Inflation expectations were elevated and the bank would want to prevent them feeding into wage growth, he said.
Last week's official cash rate review included a plea from Governor Alan Bollard for wage and price-setters to focus on underlying inflation, which the Reserve Bank estimates is running at less than 2.5 per cent, rather than the "headline" rate of 5.3 per cent. It also foreshadowed a hike in the OCR as early as next month.
According to the quarterly survey of employers, the number of people employed was just 0.3 per cent higher than in June last year on a full-time equivalent basis, where two part-timers are counted as one full-time employee. That national figure includes a 4.5 per cent drop in Canterbury. Employment by this measure was flat in Auckland and Wellington but rose 2 per cent in the rest of the country.
The preferred measure of employment and unemployment, the household labour force survey, is due to be released tomorrow.
Statistics NZ also released its labour cost index yesterday.

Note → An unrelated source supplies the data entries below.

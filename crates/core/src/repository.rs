// Copyright (C) 2026 Fred Clausen
// Use of this source code is governed by an MIT-style
// license that can be found in the LICENSE file or at
// https://opensource.org/licenses/MIT.

//! Storage capabilities injected into the layers above the core.
//!
//! The core is storage-agnostic: it defines what a store must be able to
//! do and leaves the how to an adapter. Implementations persist where
//! they like; callers see only these traits.

use cutshop_domain::{Customer, Employee, JobOrder, Profile, Role, SalaryAdjustment};

/// Errors surfaced by repository implementations.
#[derive(Debug, Clone, PartialEq, Eq)]
pub enum RepositoryError {
    /// The requested record does not exist.
    NotFound(String),
    /// The underlying store failed.
    Storage(String),
}

impl std::fmt::Display for RepositoryError {
    fn fmt(&self, f: &mut std::fmt::Formatter<'_>) -> std::fmt::Result {
        match self {
            Self::NotFound(msg) => write!(f, "Not found: {msg}"),
            Self::Storage(msg) => write!(f, "Storage error: {msg}"),
        }
    }
}

impl std::error::Error for RepositoryError {}

/// Storage capability for job orders.
pub trait JobOrderRepository {
    /// Retrieves a job order by ID.
    ///
    /// # Errors
    ///
    /// Returns an error if the store fails.
    fn get_job_order(&mut self, job_order_id: i64) -> Result<Option<JobOrder>, RepositoryError>;

    /// Lists all job orders, newest first.
    ///
    /// # Errors
    ///
    /// Returns an error if the store fails.
    fn list_job_orders(&mut self) -> Result<Vec<JobOrder>, RepositoryError>;

    /// Saves a job order snapshot, inserting when it has no ID and
    /// updating otherwise. Returns the order's ID.
    ///
    /// # Errors
    ///
    /// Returns an error if the store fails.
    fn save_job_order(&mut self, order: &JobOrder) -> Result<i64, RepositoryError>;
}

/// Storage capability for customer records.
pub trait CustomerRepository {
    /// Retrieves a customer by ID.
    ///
    /// # Errors
    ///
    /// Returns an error if the store fails.
    fn get_customer(&mut self, customer_id: i64) -> Result<Option<Customer>, RepositoryError>;

    /// Lists all customers.
    ///
    /// # Errors
    ///
    /// Returns an error if the store fails.
    fn list_customers(&mut self) -> Result<Vec<Customer>, RepositoryError>;

    /// Saves a customer record. Returns the customer's ID.
    ///
    /// # Errors
    ///
    /// Returns an error if the store fails.
    fn save_customer(&mut self, customer: &Customer) -> Result<i64, RepositoryError>;
}

/// Storage capability for principal profiles.
pub trait ProfileRepository {
    /// Retrieves a profile by its opaque user ID.
    ///
    /// # Errors
    ///
    /// Returns an error if the store fails.
    fn get_profile(&mut self, user_id: &str) -> Result<Option<Profile>, RepositoryError>;

    /// Lists all profiles, newest first.
    ///
    /// # Errors
    ///
    /// Returns an error if the store fails.
    fn list_profiles(&mut self) -> Result<Vec<Profile>, RepositoryError>;

    /// Changes a principal's role assignment.
    ///
    /// # Errors
    ///
    /// Returns an error if the profile does not exist or the store fails.
    fn set_role(&mut self, user_id: &str, role: Role) -> Result<(), RepositoryError>;
}

/// Storage capability for employees and their adjustment history.
pub trait EmployeeRepository {
    /// Retrieves an employee by ID.
    ///
    /// # Errors
    ///
    /// Returns an error if the store fails.
    fn get_employee(&mut self, employee_id: i64) -> Result<Option<Employee>, RepositoryError>;

    /// Lists all employees.
    ///
    /// # Errors
    ///
    /// Returns an error if the store fails.
    fn list_employees(&mut self) -> Result<Vec<Employee>, RepositoryError>;

    /// Saves an employee snapshot. Returns the employee's ID.
    ///
    /// # Errors
    ///
    /// Returns an error if the store fails.
    fn save_employee(&mut self, employee: &Employee) -> Result<i64, RepositoryError>;

    /// Appends an adjustment to the append-only history. Returns the
    /// adjustment's ID. History entries are never mutated or deleted.
    ///
    /// # Errors
    ///
    /// Returns an error if the store fails.
    fn append_adjustment(
        &mut self,
        adjustment: &SalaryAdjustment,
    ) -> Result<i64, RepositoryError>;

    /// Lists adjustments, newest first, optionally for one employee.
    ///
    /// # Errors
    ///
    /// Returns an error if the store fails.
    fn list_adjustments(
        &mut self,
        employee_id: Option<i64>,
    ) -> Result<Vec<SalaryAdjustment>, RepositoryError>;
}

Private sector ordinary time wage rates and salaries increased 0.5 per cent in the June quarter, in line with its average over the previous four quarters.

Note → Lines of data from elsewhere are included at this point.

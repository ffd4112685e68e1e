// Copyright (C) 2026 Fred Clausen
// Use of this source code is governed by an MIT-style
// license that can be found in the LICENSE file or at
// https://opensource.org/licenses/MIT.

//! The job order lifecycle engine.
//!
//! The lifecycle is strictly linear: `pending → cutting → weighing →
//! ready → shipped → completed`, with `completed` terminal. Which role
//! may drive each edge is an explicit table here, independent of any
//! view or page context. Transitions are operator-initiated only and
//! all-or-nothing: a rejected transition leaves the caller's snapshot
//! untouched.

use crate::error::CoreError;
use cutshop_domain::{JobOrder, JobStatus, Role};

/// Roles permitted to drive production-stage edges.
const PRODUCTION_ROLES: [Role; 3] = [Role::Cutter, Role::Supervisor, Role::Superadmin];

/// Roles permitted to drive delivery-stage edges.
const DELIVERY_ROLES: [Role; 2] = [Role::Delivery, Role::Superadmin];

/// Returns the roles permitted to drive the edge out of `from` to its
/// immediate successor.
///
/// The terminal status has no outgoing edge, so its role set is empty.
#[must_use]
pub const fn edge_roles(from: JobStatus) -> &'static [Role] {
    match from {
        JobStatus::Pending | JobStatus::Cutting | JobStatus::Weighing => &PRODUCTION_ROLES,
        JobStatus::Ready | JobStatus::Shipped => &DELIVERY_ROLES,
        JobStatus::Completed => &[],
    }
}

/// Returns the derived progress percentage for a status.
///
/// The mapping is strictly increasing along the lifecycle order, so a
/// valid transition never decreases progress.
#[must_use]
pub const fn progress_of(status: JobStatus) -> u8 {
    status.progress_percent()
}

/// Decides whether `acting_role` may move an order from `current` to
/// `target`.
///
/// True exactly when `target` is the immediate successor of `current`
/// (same-status and backward moves are rejected, and `completed` has no
/// outgoing edge) and `acting_role` is in the edge's permitted set.
#[must_use]
pub fn can_transition(current: JobStatus, target: JobStatus, acting_role: Role) -> bool {
    current.validate_step(target).is_ok() && edge_roles(current).contains(&acting_role)
}

/// Applies a status transition to a job order, producing a new snapshot.
///
/// On success the returned order carries the new status; reaching
/// `completed` also denormalizes `completed_quantity` to the full
/// ordered quantity. The input order is never mutated.
///
/// # Errors
///
/// Returns `CoreError::InvalidTransition` when [`can_transition`] is
/// false, with a reason distinguishing ordering violations from role
/// violations.
pub fn apply_transition(
    order: &JobOrder,
    target: JobStatus,
    acting_role: Role,
) -> Result<JobOrder, CoreError> {
    // Ordering first: a step that is not the immediate successor is
    // rejected regardless of who asks.
    if let Err(domain_err) = order.status.validate_step(target) {
        let reason = match domain_err {
            cutshop_domain::DomainError::InvalidStatusTransition { reason, .. } => reason,
            other => other.to_string(),
        };
        return Err(CoreError::InvalidTransition {
            from: order.status,
            to: target,
            acting_role,
            reason,
        });
    }

    if !edge_roles(order.status).contains(&acting_role) {
        return Err(CoreError::InvalidTransition {
            from: order.status,
            to: target,
            acting_role,
            reason: format!(
                "role '{acting_role}' is not permitted to drive this transition"
            ),
        });
    }

    let mut next = order.clone();
    next.status = target;
    if target == JobStatus::Completed {
        next.completed_quantity = next.quantity;
    }
    Ok(next)
}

A broader measure which includes the public sector and overtime rose 0.4 per cent, down from 0.5 per cent in the previous three quarters.
The labour costs index is intended to reflect rates of pay for the same quantity and quality of work; rises reflecting individual merit or years of service are filtered out.

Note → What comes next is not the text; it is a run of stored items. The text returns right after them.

impl CustomerResponse {
    /// Builds a response from a domain customer.
    #[must_use]
    pub fn from_customer(customer: &Customer) -> Self {
        Self {
            customer_id: customer.customer_id.unwrap_or_default(),
            name: customer.name.clone(),
            email: customer.email.clone(),
            phone: customer.phone.clone(),
            delivery_address: customer.delivery_address.clone(),
            created_at: customer.created_at.clone(),
        }
    }
}

/// API representation of a principal profile.
#[derive(Debug, Clone, PartialEq, Eq, Serialize, Deserialize)]
pub struct ProfileResponse {
    /// Opaque stable identifier.
    pub user_id: String,
    /// Sign-in email.
    pub email: String,
    /// Display name, if provided.
    pub full_name: Option<String>,
    /// Current role.
    pub role: String,
    /// Human-readable role name.
    pub role_display_name: String,
    /// Creation timestamp.
    pub created_at: String,
}

impl ProfileResponse {
    /// Builds a response from a domain profile.
    #[must_use]
    pub fn from_profile(profile: &Profile) -> Self {
        Self {
            user_id: profile.user_id.clone(),
            email: profile.email.clone(),
            full_name: profile.full_name.clone(),
            role: profile.role.as_str().to_string(),
            role_display_name: profile.role.display_name().to_string(),
            created_at: profile.created_at.clone(),
        }
    }
}

/// API request to change a principal's role.
#[derive(Debug, Clone, PartialEq, Eq, Serialize, Deserialize)]
pub struct SetRoleRequest {
    /// The principal whose role changes.
    pub user_id: String,
    /// The new role (string form).
    pub role: String,
}

/// API response for role statistics.
#[derive(Debug, Clone, PartialEq, Eq, Serialize, Deserialize)]
pub struct RoleStatsResponse {
    /// Count per role, one entry for every known role.
    pub counts: Vec<(String, usize)>,
    /// Total number of profiles.
    pub total: usize,
}

impl RoleStatsResponse {
    /// Builds a response from domain role statistics.
    #[must_use]
    pub fn from_stats(stats: &RoleStats) -> Self {
        Self {
            counts: stats
                .counts
                .iter()
                .map(|(role, n)| (role.as_str().to_string(), *n))
                .collect(),
            total: stats.total(),
        }
    }
}

/// API request to add an employee to the payroll.
#[derive(Debug, Clone, PartialEq, Eq, Serialize, Deserialize)]
pub struct CreateEmployeeRequest {
    /// Employee name.
    pub name: String,
    /// Job title.
    pub position: String,
    /// Short payroll code.
    pub employee_code: String,
    /// Employment start date (ISO 8601 date).
    pub start_date: String,
    /// Salary payment account number.
    pub bank_account: String,
    /// Salary payment bank name.
    pub bank_name: String,
    /// Starting salary in minor currency units.
    pub base_salary: i64,
}

/// API request to apply a salary adjustment.
#[derive(Debug, Clone, PartialEq, Eq, Serialize, Deserialize)]
pub struct AdjustSalaryRequest {
    /// The employee to adjust.
    pub employee_id: i64,
    /// Signed delta in minor currency units.
    pub amount: i64,
    /// Why the adjustment is made.
    pub reason: String,
}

The unadjusted index, which leaves them in, rose 3.4 per cent in the year ended June, or 3.7 per cent for the private sector alone.
That is down from the most recent peak of 4 per cent in year to December 2010.
For the 58 per cent of wage and salary earners who received any pay rise at all in the year ended June, the average increase was 3.5 per cent, unchanged from the year ended March which was the smallest increase for 10 years.